Мягко урча, выплывали из полумглы бронетранспортеры. Полоскались на ветру флаги, вздувались по бортам кумачовые транспаранты. Прищурившись, гордо смотрели вперед офицеры и солдаты, сидящие на броне. Ордена, медали, значки поблескивали на ватных куртках. Правильно, иначе застудили бы ребят… Что-то колыхнулось в памяти… Да, в русской армии давно позволялось – медали на шинелях. Грушницкий, Ледовый поход… Интересно, чекисты тоже носили на кожанках… Банты, ленточки…
– Это полк выходит? Господин майор, это дивизион?
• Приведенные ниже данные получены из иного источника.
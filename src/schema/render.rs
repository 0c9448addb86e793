//! Schema-driven prompting for wizard sections
//!
//! Each field kind renders through a [`Prompter`], so the same section
//! definition drives the dialoguer terminal front-end and scripted input.

use console::style;
use dialoguer::{theme::ColorfulTheme, Confirm, Input, MultiSelect, Select};
use miette::{IntoDiagnostic, Result};
use serde_json::{Map, Number, Value};

use crate::schema::field::{FieldKind, FieldSpec, ObjectSpec};
use crate::schema::registry::Section;

const NONE_OPTION: &str = "(none)";

/// Source of user answers
pub trait Prompter {
    /// Free text; `initial` pre-fills the input
    fn text(&mut self, label: &str, initial: Option<&str>, allow_empty: bool) -> Result<String>;

    /// Index of one chosen option
    fn select(&mut self, label: &str, options: &[String], initial: usize) -> Result<usize>;

    /// Indices of the chosen options
    fn multi_select(&mut self, label: &str, options: &[String], selected: &[bool])
        -> Result<Vec<usize>>;

    fn confirm(&mut self, label: &str, initial: bool) -> Result<bool>;

    /// Group or section heading
    fn heading(&mut self, _text: &str) {}

    /// Feedback about a rejected answer
    fn notice(&mut self, _text: &str) {}
}

/// Interactive terminal prompts
pub struct TerminalPrompter {
    theme: ColorfulTheme,
}

impl TerminalPrompter {
    pub fn new() -> Self {
        Self {
            theme: ColorfulTheme::default(),
        }
    }
}

impl Default for TerminalPrompter {
    fn default() -> Self {
        Self::new()
    }
}

impl Prompter for TerminalPrompter {
    fn text(&mut self, label: &str, initial: Option<&str>, allow_empty: bool) -> Result<String> {
        let mut input = Input::<String>::with_theme(&self.theme)
            .with_prompt(label)
            .allow_empty(allow_empty);
        if let Some(initial) = initial {
            input = input.with_initial_text(initial);
        }
        input.interact_text().into_diagnostic()
    }

    fn select(&mut self, label: &str, options: &[String], initial: usize) -> Result<usize> {
        Select::with_theme(&self.theme)
            .with_prompt(label)
            .items(options)
            .default(initial)
            .interact()
            .into_diagnostic()
    }

    fn multi_select(
        &mut self,
        label: &str,
        options: &[String],
        selected: &[bool],
    ) -> Result<Vec<usize>> {
        MultiSelect::with_theme(&self.theme)
            .with_prompt(label)
            .items(options)
            .defaults(selected)
            .interact()
            .into_diagnostic()
    }

    fn confirm(&mut self, label: &str, initial: bool) -> Result<bool> {
        Confirm::with_theme(&self.theme)
            .with_prompt(label)
            .default(initial)
            .interact()
            .into_diagnostic()
    }

    fn heading(&mut self, text: &str) {
        println!();
        println!("{} {}", style("◆").cyan(), style(text).bold());
        println!("{}", style("─".repeat(50)).dim());
    }

    fn notice(&mut self, text: &str) {
        println!("{} {}", style("!").yellow(), text);
    }
}

/// Prompt for every field of a section, grouped by its layout.
///
/// `current` pre-fills answers. Conditional fields whose toggle is off are
/// skipped and dropped from the result. The result keeps declaration order.
pub fn render_section(
    section: &Section,
    current: Option<&Value>,
    prompter: &mut dyn Prompter,
) -> Result<Value> {
    let empty = Map::new();
    let current = current.and_then(Value::as_object).unwrap_or(&empty);
    let root = section.root();
    let mut answers = Map::new();

    for group in section.groups() {
        prompter.heading(&group.label);
        for name in &group.fields {
            let Some(field) = root.field(name) else {
                continue;
            };
            if !root.is_active(name, &answers) {
                continue;
            }
            if let Some(value) = field.render(prompter, current.get(name), root.is_required(name))? {
                answers.insert(name.clone(), value);
            }
        }
    }

    Ok(Value::Object(in_declaration_order(root, answers)))
}

fn in_declaration_order(spec: &ObjectSpec, mut answers: Map<String, Value>) -> Map<String, Value> {
    let mut ordered = Map::new();
    for field in &spec.properties {
        if let Some(value) = answers.remove(&field.name) {
            ordered.insert(field.name.clone(), value);
        }
    }
    ordered.extend(answers);
    ordered
}

impl FieldSpec {
    /// Prompt for this field; `None` leaves it unset
    pub fn render(
        &self,
        prompter: &mut dyn Prompter,
        current: Option<&Value>,
        required: bool,
    ) -> Result<Option<Value>> {
        let current = current.or(self.default.as_ref());
        let label = self.prompt_label(required);

        match &self.kind {
            FieldKind::Text(_) => {
                let answer = prompter.text(&label, current.and_then(Value::as_str), !required)?;
                Ok(non_empty(answer).map(Value::String))
            }
            FieldKind::Number(rules) => loop {
                let initial = current.map(Value::to_string);
                let answer = prompter.text(&label, initial.as_deref(), !required)?;
                let Some(answer) = non_empty(answer) else {
                    return Ok(None);
                };
                match parse_number(&answer, rules.integer) {
                    Some(n) => return Ok(Some(Value::Number(n))),
                    None if rules.integer => prompter.notice("Enter a whole number"),
                    None => prompter.notice("Enter a number"),
                }
            },
            FieldKind::Toggle => {
                let initial = current.and_then(Value::as_bool).unwrap_or(false);
                Ok(Some(Value::Bool(prompter.confirm(&label, initial)?)))
            }
            FieldKind::Select { options } => {
                let mut items: Vec<String> = options.iter().map(display_value).collect();
                let offset = if required {
                    0
                } else {
                    items.insert(0, NONE_OPTION.to_string());
                    1
                };
                let initial = current
                    .and_then(|c| options.iter().position(|o| o == c))
                    .map(|i| i + offset)
                    .unwrap_or(0);
                let chosen = prompter.select(&label, &items, initial)?;
                if chosen < offset {
                    return Ok(None);
                }
                Ok(options.get(chosen - offset).cloned())
            }
            FieldKind::MultiSelect { options, .. } => {
                let items: Vec<String> = options.iter().map(display_value).collect();
                let chosen_before: Vec<&Value> = current
                    .and_then(Value::as_array)
                    .map(|arr| arr.iter().collect())
                    .unwrap_or_default();
                let selected: Vec<bool> = options.iter().map(|o| chosen_before.contains(&o)).collect();
                let chosen = prompter.multi_select(&label, &items, &selected)?;
                let values: Vec<Value> = chosen.iter().filter_map(|i| options.get(*i).cloned()).collect();
                if values.is_empty() && !required {
                    return Ok(None);
                }
                Ok(Some(Value::Array(values)))
            }
            FieldKind::TextList { .. } => {
                let initial = current.and_then(Value::as_array).map(|arr| {
                    arr.iter().map(display_value).collect::<Vec<_>>().join(", ")
                });
                let answer = prompter.text(
                    &format!("{} (comma-separated)", label),
                    initial.as_deref(),
                    !required,
                )?;
                let items: Vec<Value> = answer
                    .split(',')
                    .map(str::trim)
                    .filter(|s| !s.is_empty())
                    .map(|s| Value::String(s.to_string()))
                    .collect();
                if items.is_empty() && !required {
                    return Ok(None);
                }
                Ok(Some(Value::Array(items)))
            }
            FieldKind::Object(spec) => {
                prompter.heading(self.label());
                let value = spec.render(prompter, current)?;
                if value.is_empty() && !required {
                    return Ok(None);
                }
                Ok(Some(Value::Object(value)))
            }
            FieldKind::ObjectList { item, .. } => {
                let existing: &[Value] = current
                    .and_then(Value::as_array)
                    .map(Vec::as_slice)
                    .unwrap_or(&[]);
                let count = loop {
                    let answer = prompter.text(
                        &format!("How many {}?", self.label()),
                        Some(&existing.len().to_string()),
                        false,
                    )?;
                    match answer.trim().parse::<usize>() {
                        Ok(n) => break n,
                        Err(_) => prompter.notice("Enter a whole number"),
                    }
                };
                let mut items = Vec::with_capacity(count);
                for i in 0..count {
                    prompter.heading(&format!("{} #{}", self.label(), i + 1));
                    items.push(Value::Object(item.render(prompter, existing.get(i))?));
                }
                if items.is_empty() && !required {
                    return Ok(None);
                }
                Ok(Some(Value::Array(items)))
            }
            FieldKind::Other => loop {
                let initial = current.map(Value::to_string);
                let answer = prompter.text(&format!("{} (JSON)", label), initial.as_deref(), !required)?;
                let Some(answer) = non_empty(answer) else {
                    return Ok(None);
                };
                match serde_json::from_str(&answer) {
                    Ok(value) => return Ok(Some(value)),
                    Err(e) => prompter.notice(&format!("Invalid JSON: {}", e)),
                }
            },
        }
    }

    fn prompt_label(&self, required: bool) -> String {
        let mut label = self.label().to_string();
        if let Some(ref desc) = self.description {
            label = format!("{} ({})", label, style(desc).dim());
        }
        if required {
            label.push_str(" *");
        }
        label
    }
}

impl ObjectSpec {
    /// Prompt for every active property of a nested object
    pub fn render(
        &self,
        prompter: &mut dyn Prompter,
        current: Option<&Value>,
    ) -> Result<Map<String, Value>> {
        let empty = Map::new();
        let current = current.and_then(Value::as_object).unwrap_or(&empty);
        let mut answers = Map::new();
        for field in &self.properties {
            if !self.is_active(&field.name, &answers) {
                continue;
            }
            let required = self.is_required(&field.name);
            if let Some(value) = field.render(prompter, current.get(&field.name), required)? {
                answers.insert(field.name.clone(), value);
            }
        }
        Ok(answers)
    }
}

fn non_empty(answer: String) -> Option<String> {
    let trimmed = answer.trim();
    if trimmed.is_empty() {
        None
    } else {
        Some(trimmed.to_string())
    }
}

fn parse_number(s: &str, integer: bool) -> Option<Number> {
    if let Ok(i) = s.parse::<i64>() {
        return Some(Number::from(i));
    }
    if integer {
        return None;
    }
    s.parse::<f64>().ok().and_then(Number::from_f64)
}

fn display_value(v: &Value) -> String {
    v.as_str().map(String::from).unwrap_or_else(|| v.to_string())
}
Аллахвердиев неохотно вернулся в реальность. Рядом стоял явно иностранный репортер в потертой красной курточке. И явно «профи» – ни диктофона, ни видеокамеры. Блокнот и простой карандаш – все его «оружие». Правильно – графит не мерзнет!
– Нет. Это подразделение связи, батальон. Не весь, часть.
– Вы думаете, все войска выйдут из Афганистана? Завтра?
Черт, как он шпарит по-русски. Почему они не верят, что вывод войск окончателен? Есть сомнения? Ведь недаром спрашивают. Он машинально принял визитку. Француз. Ну да, эти хорошо помогали моджахедам. Негромко, но крепко. Госпитали, волонтеры, гуманитарка. «Семерку» на Елисейских Полях принимали. Опять же, арабы не только в Неджабе живут.
– Ответственно заявляю. Им там нечего делать. Апрельская революция победила. Сошлитесь на меня. Вот только визитки не имею, простите. Майор Аллахвердиев.
Репортер усердно строчил, не поднимая глаз, но, услышав фамилию, вскинулся и так остро, хитро глянул…
Аллахвердиев решил перевести стрелки, поскольку следующий вопрос мог породить некорректный или, что хуже, лживый ответ. А напрягаться не хотелось. Вроде не перебрали вчера, а состояние какое-то…
– Смотрите, вот, у них на глазах слезы, и они улыбаются, радуются. Эти надписи на бортах – они вам понятны?
– О, да-да, спасибо, – ответил француз с такой определенностью, что Акбар сразу уловил: не нужны ему эти лозунги в своем «монде».